- Born: 23 October 1905 Paris 16, France
- Died: 31 January 1993 (aged 87) Boulogne-Billancourt, France
- Resting place: Sylvains-les-Moulins
- Education: Supaéro
- Occupations: aircraft industrialist, French Resistance
- Known for: founding Bordeaux-Aéronautique
- Spouses: Andrée Guillain; Marie Picard-Destelan;
- Children: 3

= Claude de Cambronne =

French businessman

Claude de Cambronne (/fr/; 23 October 1905 – 31 January 1993) was a French businessman.

== Early life ==
He studied at the École nationale supérieure de l'aéronautique et de l'espace (Sup'Aéro), learnt how to fly to polar explorer, Paul-Émile Victor, in 1931, and became a journalist for the Journal de l'Aeronautique for which he reported details, in 1934, of the Dewoitine D.332 Emeraude crash, in which Maurice Noguès died, questioning the absence of parachutes on board. Being the treasurer of the Association des anciens élèves de Sup'Aéro and working for the Touring Club de France, he organized a lottery with the president of the association, Marcel Dassault, who offered an I41 tourism plane for the occasion.

== Career ==
After serving as a French Air Force captain, Cambronne became the general secretary of the SAAMB factory, in Saint-Cloud, from December 1938 to May 1940 and became the Association des anciens élèves de Sup'Aéro treasurer.
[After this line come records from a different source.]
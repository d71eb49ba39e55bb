//! Grouping of an edit script into context-padded hunks.

use super::types::{DiffLine, DiffLineKind, DiffOp, Hunk};
use std::ops::Range;

/// Maximal runs of non-equal operations, as script index ranges.
fn change_regions(script: &[DiffOp]) -> Vec<Range<usize>> {
    let mut regions = Vec::new();
    let mut start = None;
    for (index, op) in script.iter().enumerate() {
        match (op.is_equal(), start) {
            (false, None) => start = Some(index),
            (true, Some(s)) => {
                regions.push(s..index);
                start = None;
            },
            _ => {},
        }
    }
    if let Some(s) = start {
        regions.push(s..script.len());
    }
    regions
}

/// Change regions separated by at most `2 * context` equal steps are joined,
/// then each group is padded by `context` on both sides.
fn hunk_ranges(script: &[DiffOp], context: usize) -> Vec<Range<usize>> {
    let mut merged: Vec<Range<usize>> = Vec::new();
    for region in change_regions(script) {
        match merged.last_mut() {
            Some(last) if region.start - last.end <= 2 * context => last.end = region.end,
            _ => merged.push(region),
        }
    }

    merged
        .into_iter()
        .map(|r| r.start.saturating_sub(context)..(r.end + context).min(script.len()))
        .collect()
}

/// Build the hunks of `script` over the two paragraph sequences.
pub(crate) fn build_hunks<S: AsRef<str>>(
    script: &[DiffOp],
    old: &[S],
    new: &[S],
    context: usize,
) -> Vec<Hunk> {
    let ranges = hunk_ranges(script, context);
    let mut hunks = Vec::with_capacity(ranges.len());

    // Lines consumed on each side before the current position
    let mut old_seen = 0usize;
    let mut new_seen = 0usize;
    let mut cursor = 0usize;

    for range in ranges {
        for op in &script[cursor..range.start] {
            old_seen += usize::from(op.advances_old());
            new_seen += usize::from(op.advances_new());
        }

        let old_start = old_seen + 1;
        let new_start = new_seen + 1;
        let mut lines = Vec::with_capacity(range.len());

        for op in &script[range.clone()] {
            let line = match *op {
                DiffOp::Equal { old: o, new: n } => DiffLine {
                    kind: DiffLineKind::Context,
                    content: old[o].as_ref().to_string(),
                    old_line: Some(o + 1),
                    new_line: Some(n + 1),
                },
                DiffOp::Delete { old: o } => DiffLine {
                    kind: DiffLineKind::Delete,
                    content: old[o].as_ref().to_string(),
                    old_line: Some(o + 1),
                    new_line: None,
                },
                DiffOp::Insert { new: n } => DiffLine {
                    kind: DiffLineKind::Insert,
                    content: new[n].as_ref().to_string(),
                    old_line: None,
                    new_line: Some(n + 1),
                },
            };
            old_seen += usize::from(op.advances_old());
            new_seen += usize::from(op.advances_new());
            lines.push(line);
        }
        cursor = range.end;

        let old_count = old_seen + 1 - old_start;
        let new_count = new_seen + 1 - new_start;
        hunks.push(Hunk {
            header: format!(
                "@@ -{},{} +{},{} @@",
                old_start, old_count, new_start, new_count
            ),
            old_start,
            old_count,
            new_start,
            new_count,
            lines,
        });
    }

    hunks
}

#[cfg(test)]
mod tests {
    use super::*;
    use crate::diff::lcs::edit_script;

    fn hunks(old: &[&str], new: &[&str], context: usize) -> Vec<Hunk> {
        build_hunks(&edit_script(old, new), old, new, context)
    }

    #[test]
    fn test_regions() {
        let script = edit_script(&["a", "b", "c", "d"], &["a", "x", "c"]);
        assert_eq!(change_regions(&script), vec![1..3, 4..5]);
    }

    #[test]
    fn test_single_hunk_header() {
        let h = hunks(&["intro", "middle", "end"], &["intro", "end"], 3);
        assert_eq!(h.len(), 1);
        assert_eq!(h[0].header, "@@ -1,3 +1,2 @@");
        let kinds: Vec<_> = h[0].lines.iter().map(|l| l.kind).collect();
        assert_eq!(
            kinds,
            vec![
                DiffLineKind::Context,
                DiffLineKind::Delete,
                DiffLineKind::Context
            ]
        );
        assert_eq!(h[0].lines[1].old_line, Some(2));
        assert_eq!(h[0].lines[1].new_line, None);
        assert_eq!(h[0].lines[2].new_line, Some(2));
    }

    #[test]
    fn test_distant_changes_split() {
        let old: Vec<String> = (1..=20).map(|i| format!("p{}", i)).collect();
        let mut new = old.clone();
        new[1] = "changed two".into();
        new[17] = "changed eighteen".into();
        let h = build_hunks(&edit_script(&old, &new), &old, &new, 2);

        assert_eq!(h.len(), 2);
        assert_eq!(h[0].old_start, 1);
        assert_eq!(h[0].old_count, 4);
        assert_eq!(h[1].old_start, 16);
        assert_eq!(h[1].old_count, 5);
        assert_eq!(h[1].header, "@@ -16,5 +16,5 @@");
    }

    #[test]
    fn test_close_changes_merge() {
        // Gap of four equal paragraphs fits in 2 * context
        let old = ["a", "b", "c", "d", "e", "f", "g"];
        let new = ["A", "b", "c", "d", "e", "G", "g"];
        let h = hunks(&old, &new, 2);
        assert_eq!(h.len(), 1);
        assert_eq!(h[0].old_start, 1);
        assert_eq!(h[0].old_count, 7);

        let h = hunks(&old, &new, 1);
        assert_eq!(h.len(), 2);
    }

    #[test]
    fn test_zero_context() {
        let h = hunks(&["a", "b", "c"], &["a", "c"], 0);
        assert_eq!(h.len(), 1);
        assert_eq!(h[0].header, "@@ -2,1 +2,0 @@");
        assert_eq!(h[0].lines.len(), 1);
    }

    #[test]
    fn test_identical_has_no_hunks() {
        assert!(hunks(&["a", "b"], &["a", "b"], 3).is_empty());
    }
}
In 1939, Marcel Bloch, aircraft manufacturer, was recruiting workers. On February 1, Bloch hired Cambronne. He had some experience in aviation, and explained that "after Sup'Aéro, I worked, in an insurance company that only covered the tourism plane's risks. I was the expertise director. Marcel Bloch asked me to join his company saying : " I offer you a job in my company because we are going to have a war. " I was very astonished. Later, I understood that when he opened his mouth it was only to say meaningful things. With him, I went from the level of a Sup 'Aero student to the highest level the profession."

On 27 November 1940 Marcel Bloch gave him a letter, for the Association des anciens élèves de Sup'Aéro:My dear comrades, if the time is difficult, do not despair of the future. (...) After this war where ships, rolling stock, commercial aircraft have been destroyed, the airline industry will experience an unprecedented boom as it will replace most means of transport. (...) "No doubt that the government of the French state in a rebuilt Europe will keep our country from aircraft production amounts to our technique and our geographical position in the world. (...) "President of your Association, I will return one day place me next to you, and my friendly competition will be as always granted. (Claude Carlier, Marcel Dassault : La légende d'un siècle, Éditions Perrin, mai 2002, )

On 18 April 1941 Claude de Cambronne asked Christian du Jonchay, future founder of the Légion impériale, to write to André de Gorostarzu, member of the cabinet of Philippe Pétain, in vain.

On 19 May he became the representative in Zone libre of the Bordeaux-Aéronautique company. but after permanent and then intermittent and clandestine communication with Marcel Bloch during his four-year imprisonment, Cambronne is considered "enjuivé" by the Abwehr at the Hotel Majestic and denounced as Gaullist to the Reichsleiter Rosenberg Taskforce. He resigned after the Bordeaux-Aéronautique company's dissolution, on 21 May 1947.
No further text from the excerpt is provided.